DISPARITIES IN COLORECTAL CANCER SCREENING
Despite its effectiveness in reducing mortality, colorectal cancer (CRC) screening rates are low, especially among low-income and minority groups; however, physician recommendation can increase screening rates. The investigators performed a multilevel analysis of the Medicare Current Beneficiary Survey data linked to Medicare claims and the Area Resource File to identify determinants of racial and socioeconomic disparities in CRC screening among 9985 Medicare Parts A and B beneficiaries with a usual physician. Recent CRC screening was defined as receipt of either a home fecal occult blood test, flexible sigmoidoscopy, or colonoscopy at recommended intervals. Results showed that unadjusted rates of screening were 48% for white and 39% for black beneficiaries (P <.001). Racial differences in CRC screening receipt were eliminated after adjustment for socioeconomic status as measured by income and education. Socioeconomic status disparities decreased but remained significant after adjustment for personal and health system factors. Awareness of CRC (adjusted odds ratio, 2.76; 95% confidence interval, 2.29-3.33) and having a primary care generalist (vs another specialist) as one’s usual physician (adjusted odds ratio, 1.31; 95% confidence interval, 1.12-1.53) were associated with higher odds of screening, controlling for other factors. The odds of screening were also higher among those whose usual physician was rated more highly on information-giving skills.

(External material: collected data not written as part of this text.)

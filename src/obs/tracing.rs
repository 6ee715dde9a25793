// self
use crate::{_prelude::*, obs::FlowKind};

/// Type alias that resolves to an instrumented future when tracing is enabled.
#[cfg(feature = "tracing")]
pub type InstrumentedFlow<F> = tracing::instrument::Instrumented<F>;
/// Passthrough future type when tracing is disabled.
#[cfg(not(feature = "tracing"))]
pub type InstrumentedFlow<F> = F;

/// A span builder used by gate flows.
#[derive(Clone, Debug)]
pub struct FlowSpan {
	#[cfg(feature = "tracing")]
	span: tracing::Span,
}
impl FlowSpan {
	/// Creates a new span tagged with the provided flow kind + stage.
	pub fn new(kind: FlowKind, stage: &'static str) -> Self {
		#[cfg(feature = "tracing")]
		{
			let span = tracing::info_span!("credential_gate.flow", flow = kind.as_str(), stage);

			Self { span }
		}
		#[cfg(not(feature = "tracing"))]
		{
			let _ = (kind, stage);

			Self {}
		}
	}

	/// Instruments an async block without holding a guard across `.await` points.
	pub fn instrument<Fut>(&self, fut: Fut) -> InstrumentedFlow<Fut>
	where
		Fut: Future,
	{
		#[cfg(feature = "tracing")]
		{
			use tracing::Instrument;

			fut.instrument(self.span.clone())
		}
		#[cfg(not(feature = "tracing"))]
		{
			fut
		}
	}
}

/// Emits a `warn` event describing a failed flow. Never pass secret material as `message`.
pub fn log_flow_failure(kind: FlowKind, status: Option<u16>, message: &str) {
	#[cfg(feature = "tracing")]
	{
		tracing::warn!(
			flow = kind.as_str(),
			status,
			reason = message,
			"credential gate flow failed"
		);
	}
	#[cfg(not(feature = "tracing"))]
	{
		let _ = (kind, status, message);
	}
}

/// Emits a `debug` event for lifecycle transitions (issued, evicted, closed).
pub fn log_flow_event(kind: FlowKind, event: &'static str) {
	#[cfg(feature = "tracing")]
	{
		tracing::debug!(flow = kind.as_str(), event, "credential gate lifecycle event");
	}
	#[cfg(not(feature = "tracing"))]
	{
		let _ = (kind, event);
	}
}

#[cfg(test)]
mod tests {
	// self
	use super::*;

	#[test]
	fn logging_helpers_noop_without_tracing() {
		log_flow_failure(FlowKind::Issue, Some(400), "invalid_client");
		log_flow_event(FlowKind::Evict, "evicted");
	}

	#[tokio::test]
	async fn instrument_wraps_future() {
		let span = FlowSpan::new(FlowKind::Admit, "instrument_wraps_future");
		let value = span.instrument(async { 42 }).await;

		assert_eq!(value, 42);
	}
}
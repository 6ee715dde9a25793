//! The bearer credential minted by the issuer and cached by the store.

// self
use crate::{_prelude::*, auth::TokenSecret};

/// Bearer credential plus the validity window reported by the issuer.
///
/// The store enforces expiry on its own; `issued_at` and `ttl` exist so the gate can hand the
/// store a TTL and so callers can reason about freshness without another round trip.
#[derive(Clone, PartialEq, Eq, Serialize, Deserialize)]
pub struct Credential {
	/// Access token secret; callers must avoid logging it.
	pub access_token: TokenSecret,
	/// Instant the credential was received from the issuer.
	pub issued_at: OffsetDateTime,
	/// Validity window reported by the issuer (`expires_in`).
	pub ttl: Duration,
}
impl Credential {
	/// Creates a credential issued at the current UTC instant.
	pub fn new(access_token: impl Into<String>, ttl: Duration) -> Self {
		Self {
			access_token: TokenSecret::new(access_token),
			issued_at: OffsetDateTime::now_utc(),
			ttl,
		}
	}

	/// Overrides the issued-at instant.
	pub fn with_issued_at(mut self, instant: OffsetDateTime) -> Self {
		self.issued_at = instant;

		self
	}

	/// Absolute expiry derived from `issued_at + ttl`.
	pub fn expires_at(&self) -> OffsetDateTime {
		self.issued_at.saturating_add(self.ttl)
	}

	/// Returns `true` if the credential has expired at the provided instant.
	pub fn is_expired_at(&self, instant: OffsetDateTime) -> bool {
		instant >= self.expires_at()
	}

	/// Renders the `Authorization` header value (`Bearer <token>`).
	pub fn bearer(&self) -> String {
		format!("Bearer {}", self.access_token.expose())
	}
}
impl Debug for Credential {
	fn fmt(&self, f: &mut Formatter) -> FmtResult {
		f.debug_struct("Credential")
			.field("access_token", &"<redacted>")
			.field("issued_at", &self.issued_at)
			.field("ttl", &self.ttl)
			.finish()
	}
}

The authors concluded that racial differences in CRC screening rates among Medicare beneficiaries with a usual physician are explained by differences in socioeconomic status. Beneficiaries with a primary care generalist as their usual physician had higher rates of CRC screening receipt. Increased efforts to make Medicare beneficiaries aware of the benefits of CRC screening may capitalize on the associations found in this study between CRC knowledge, physician information giving, and timely screening.

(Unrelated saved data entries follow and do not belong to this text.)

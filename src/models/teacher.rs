//! Teacher model.

use serde::{Deserialize, Serialize};
use std::collections::BTreeSet;

use super::{Availability, TimeSlot};

/// Employment status. Only active teachers can be booked.
#[derive(Debug, Clone, Copy, Default, PartialEq, Eq, Hash, Serialize, Deserialize)]
pub enum TeacherStatus {
    #[default]
    Active,
    OnLeave,
    Inactive,
}

/// A teacher who can be assigned to sessions.
#[derive(Debug, Clone, PartialEq, Serialize, Deserialize)]
pub struct Teacher {
    /// Unique employee code (upper case).
    pub employee_code: String,
    /// Full name.
    pub name: String,
    /// Department (informational).
    pub department: Option<String>,
    /// Employment status.
    pub status: TeacherStatus,
    /// Codes of subjects this teacher may teach (upper case).
    pub qualifications: BTreeSet<String>,
    /// Personal weekly teaching limit (hours).
    pub max_weekly_hours: u32,
    /// Personal limit on consecutive teaching hours, if stricter than the global one.
    pub max_consecutive_hours: Option<u32>,
    /// Weekly availability.
    pub availability: Availability,
}

impl Teacher {
    /// Creates an active teacher with a 40-hour weekly limit.
    pub fn new(employee_code: impl Into<String>, name: impl Into<String>) -> Self {
        Self {
            employee_code: employee_code.into().to_uppercase(),
            name: name.into(),
            department: None,
            status: TeacherStatus::Active,
            qualifications: BTreeSet::new(),
            max_weekly_hours: 40,
            max_consecutive_hours: None,
            availability: Availability::always(),
        }
    }

    /// Adds a subject qualification.
    pub fn qualified_for(mut self, subject_code: impl Into<String>) -> Self {
        self.qualifications
            .insert(subject_code.into().to_uppercase());
        self
    }

    /// Sets the department.
    pub fn with_department(mut self, department: impl Into<String>) -> Self {
        self.department = Some(department.into());
        self
    }

    /// Sets the status.
    pub fn with_status(mut self, status: TeacherStatus) -> Self {
        self.status = status;
        self
    }

    /// Sets the personal weekly limit.
    pub fn with_max_weekly_hours(mut self, hours: u32) -> Self {
        self.max_weekly_hours = hours;
        self
    }

    /// Sets the personal consecutive-hours limit.
    pub fn with_max_consecutive_hours(mut self, hours: u32) -> Self {
        self.max_consecutive_hours = Some(hours);
        self
    }

    /// Sets the availability.
    pub fn with_availability(mut self, availability: Availability) -> Self {
        self.availability = availability;
        self
    }

    /// Whether the teacher is qualified for a subject code (case-insensitive).
    pub fn can_teach(&self, subject_code: &str) -> bool {
        self.qualifications.contains(&subject_code.to_uppercase())
    }

    /// Whether the teacher can be booked in a slot.
    pub fn is_available(&self, slot: &TimeSlot) -> bool {
        self.status == TeacherStatus::Active && self.availability.is_available(slot)
    }

    /// Weekly cap in minutes given the global cap (hours).
    pub fn weekly_cap_minutes(&self, global_hours: u32) -> u32 {
        self.max_weekly_hours.min(global_hours).saturating_mul(60)
    }

    /// Consecutive-run cap in minutes given the global cap (hours).
    pub fn consecutive_cap_minutes(&self, global_hours: u32) -> u32 {
        self.max_consecutive_hours
            .map_or(global_hours, |h| h.min(global_hours))
            .saturating_mul(60)
    }
}

#[cfg(test)]
mod tests {
    use super::*;
    use crate::models::Day;
    use chrono::NaiveTime;

    #[test]
    fn test_teacher_builder() {
        let t = Teacher::new("emp-7", "Ada Lovelace")
            .with_department("Mathematics")
            .qualified_for("math101")
            .qualified_for("CS101")
            .with_max_weekly_hours(20);

        assert_eq!(t.employee_code, "EMP-7");
        assert!(t.can_teach("MATH101"));
        assert!(t.can_teach("cs101"));
        assert!(!t.can_teach("PHY1"));
        assert_eq!(t.department.as_deref(), Some("Mathematics"));
    }

    #[test]
    fn test_caps_take_the_stricter_limit() {
        let t = Teacher::new("E1", "A").with_max_weekly_hours(20);
        assert_eq!(t.weekly_cap_minutes(40), 20 * 60);
        assert_eq!(t.weekly_cap_minutes(10), 10 * 60);
        assert_eq!(t.consecutive_cap_minutes(3), 180);

        let t = t.with_max_consecutive_hours(2);
        assert_eq!(t.consecutive_cap_minutes(3), 120);
        assert_eq!(t.consecutive_cap_minutes(1), 60);
    }

    #[test]
    fn test_caps_saturate() {
        let t = Teacher::new("E1", "A").with_max_weekly_hours(u32::MAX);
        assert_eq!(t.weekly_cap_minutes(u32::MAX), u32::MAX);
        assert_eq!(t.consecutive_cap_minutes(100_000_000), u32::MAX);
    }

    #[test]
    fn test_inactive_teacher_unavailable() {
        let slot = TimeSlot::new(
            0,
            Day::Monday,
            NaiveTime::from_hms_opt(9, 0, 0).unwrap(),
            NaiveTime::from_hms_opt(10, 0, 0).unwrap(),
        );
        let t = Teacher::new("E1", "A");
        assert!(t.is_available(&slot));
        let t = t.with_status(TeacherStatus::OnLeave);
        assert!(!t.is_available(&slot));
    }
}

O’Malley AS, Forrest CB, Feng S, Mandelblatt J. Disparities despite coverage: Gaps in colorectal cancer screening among Medicare beneficiaries. Arch Intern Med 2005; 165:2129-2135.
CEREBRAL WHITE MATTER LESIONS AND THE RISK OF DEMENTIA
The objective of this trial was to study the association between white matter lesions (WML) in specific locations and the risk of dementia. The Rotterdam Scan Study, a prospective population-based cohort study, scored periventricular and subcortical WML on magnetic resonance imaging and observed participants until January 2002 for incident dementia. The general population included 1077 people aged 60 to 90 years who did not have dementia at baseline. The main outcome measure was incident dementia by Diagnostic and Statistical Manual of Mental Disorders, Third Edition (DSM III-R) criteria. During a mean follow-up of 5.2 years, 45 participants developed dementia. Higher severity of periventricular WML increased the risk of dementia, whereas the association between subcortical WML and dementia was less prominent. The adjusted hazard ratio of dementia for each standard deviation increase in periventricular WML severity was 1.67 (95% confidence interval, 1.25-2.24). This increased risk was independent of other risk factors for dementia and partly independent of other structural brain changes on magnetic resonance imaging. The authors concluded that white matter lesions, especially in the periventricular region, increase the risk of dementia in elderly people.
Prins ND, van Dijk EJ, den Heijer T, et al. Cerebral white matter lesions and the risk of dementia. Arch Neurol 2004;61: 1531-1534.